Task item: Could you reproduce all of the following entries exactly?

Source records
---
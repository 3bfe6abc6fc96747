//! Corridor Runner entry point
//!
//! Headless demo: drives the simulation with a synthetic clock and a
//! scripted input timeline, logging what a presentation layer would see.
//! A renderer would register its own `Presenter` instead.

use std::time::Duration;

use corridor_runner::runner::{Presenter, Simulation};
use corridor_runner::sim::input::{Direction, InputEvent};
use corridor_runner::sim::state::{RunPhase, SimState};

#[derive(Default)]
struct LogPresenter {
    frames: u64,
    crashes: u32,
}

impl Presenter for LogPresenter {
    fn frame(&mut self, state: &SimState) {
        self.frames += 1;
        if self.frames % 300 == 0 {
            let deepest = state
                .obstacles
                .slots()
                .iter()
                .map(|o| o.position.z)
                .fold(f32::MIN, f32::max);
            log::info!(
                "tick {}: actor x {:.0}, deepest obstacle z {:.0}",
                state.time_ticks,
                state.actor.position.x,
                deepest,
            );
        }
    }

    fn phase_changed(&mut self, from: RunPhase, to: RunPhase) {
        if to == RunPhase::Over {
            self.crashes += 1;
        }
        log::info!("phase {from:?} -> {to:?}");
    }
}

fn main() {
    env_logger::init();

    let seed = std::env::args()
        .nth(1)
        .and_then(|arg| arg.parse().ok())
        .unwrap_or(0xC0FFEE);
    log::info!("corridor-runner headless demo (seed {seed})");

    let mut sim = Simulation::new(seed);
    let mut presenter = LogPresenter::default();

    // Weave across the corridor for half a minute of simulated time.
    let mut now = Duration::ZERO;
    let step = Duration::from_millis(8);
    while now < Duration::from_secs(30) {
        now += step;
        match now.as_millis() {
            2_000 => sim.handle_input(InputEvent::PointerPressed(Direction::Right)),
            6_000 => {
                sim.handle_input(InputEvent::PointerReleased(Direction::Right));
                sim.handle_input(InputEvent::PointerPressed(Direction::Left));
            }
            12_000 => sim.handle_input(InputEvent::PointerReleased(Direction::Left)),
            _ => {}
        }
        sim.pump(now, &mut presenter);
    }

    sim.teardown();
    log::info!(
        "demo finished: {} frames, {} crash(es), actor at x {:.0}",
        presenter.frames,
        presenter.crashes,
        sim.state().actor.position.x,
    );
}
---
Answer to the exercise:
repository 3bfe6abc6fc96747
//! Corridor Runner entry point
//!
//! Headless demo: drives the simulation with a synthetic clock and a
//! scripted input timeline, logging what a presentation layer would see.
//! A renderer would register its own `Presenter` instead.

use std::time::Duration;

use corridor_runner::runner::{Presenter, Simulation};
use corridor_runner::sim::input::{Direction, InputEvent};
use corridor_runner::sim::state::{RunPhase, SimState};

#[derive(Default)]
struct LogPresenter {
    frames: u64,
    crashes: u32,
}

impl Presenter for LogPresenter {
    fn frame(&mut self, state: &SimState) {
        self.frames += 1;
        if self.frames % 300 == 0 {
            let deepest = state
                .obstacles
                .slots()
                .iter()
                .map(|o| o.position.z)
                .fold(f32::MIN, f32::max);
            log::info!(
                "tick {}: actor x {:.0}, deepest obstacle z {:.0}",
                state.time_ticks,
                state.actor.position.x,
                deepest,
            );
        }
    }

    fn phase_changed(&mut self, from: RunPhase, to: RunPhase) {
        if to == RunPhase::Over {
            self.crashes += 1;
        }
        log::info!("phase {from:?} -> {to:?}");
    }
}

fn main() {
    env_logger::init();

    let seed = std::env::args()
        .nth(1)
        .and_then(|arg| arg.parse().ok())
        .unwrap_or(0xC0FFEE);
    log::info!("corridor-runner headless demo (seed {seed})");

    let mut sim = Simulation::new(seed);
    let mut presenter = LogPresenter::default();

    // Weave across the corridor for half a minute of simulated time.
    let mut now = Duration::ZERO;
    let step = Duration::from_millis(8);
    while now < Duration::from_secs(30) {
        now += step;
        match now.as_millis() {
            2_000 => sim.handle_input(InputEvent::PointerPressed(Direction::Right)),
            6_000 => {
                sim.handle_input(InputEvent::PointerReleased(Direction::Right));
                sim.handle_input(InputEvent::PointerPressed(Direction::Left));
            }
            12_000 => sim.handle_input(InputEvent::PointerReleased(Direction::Left)),
            _ => {}
        }
        sim.pump(now, &mut presenter);
    }

    sim.teardown();
    log::info!(
        "demo finished: {} frames, {} crash(es), actor at x {:.0}",
        presenter.frames,
        presenter.crashes,
        sim.state().actor.position.x,
    );
}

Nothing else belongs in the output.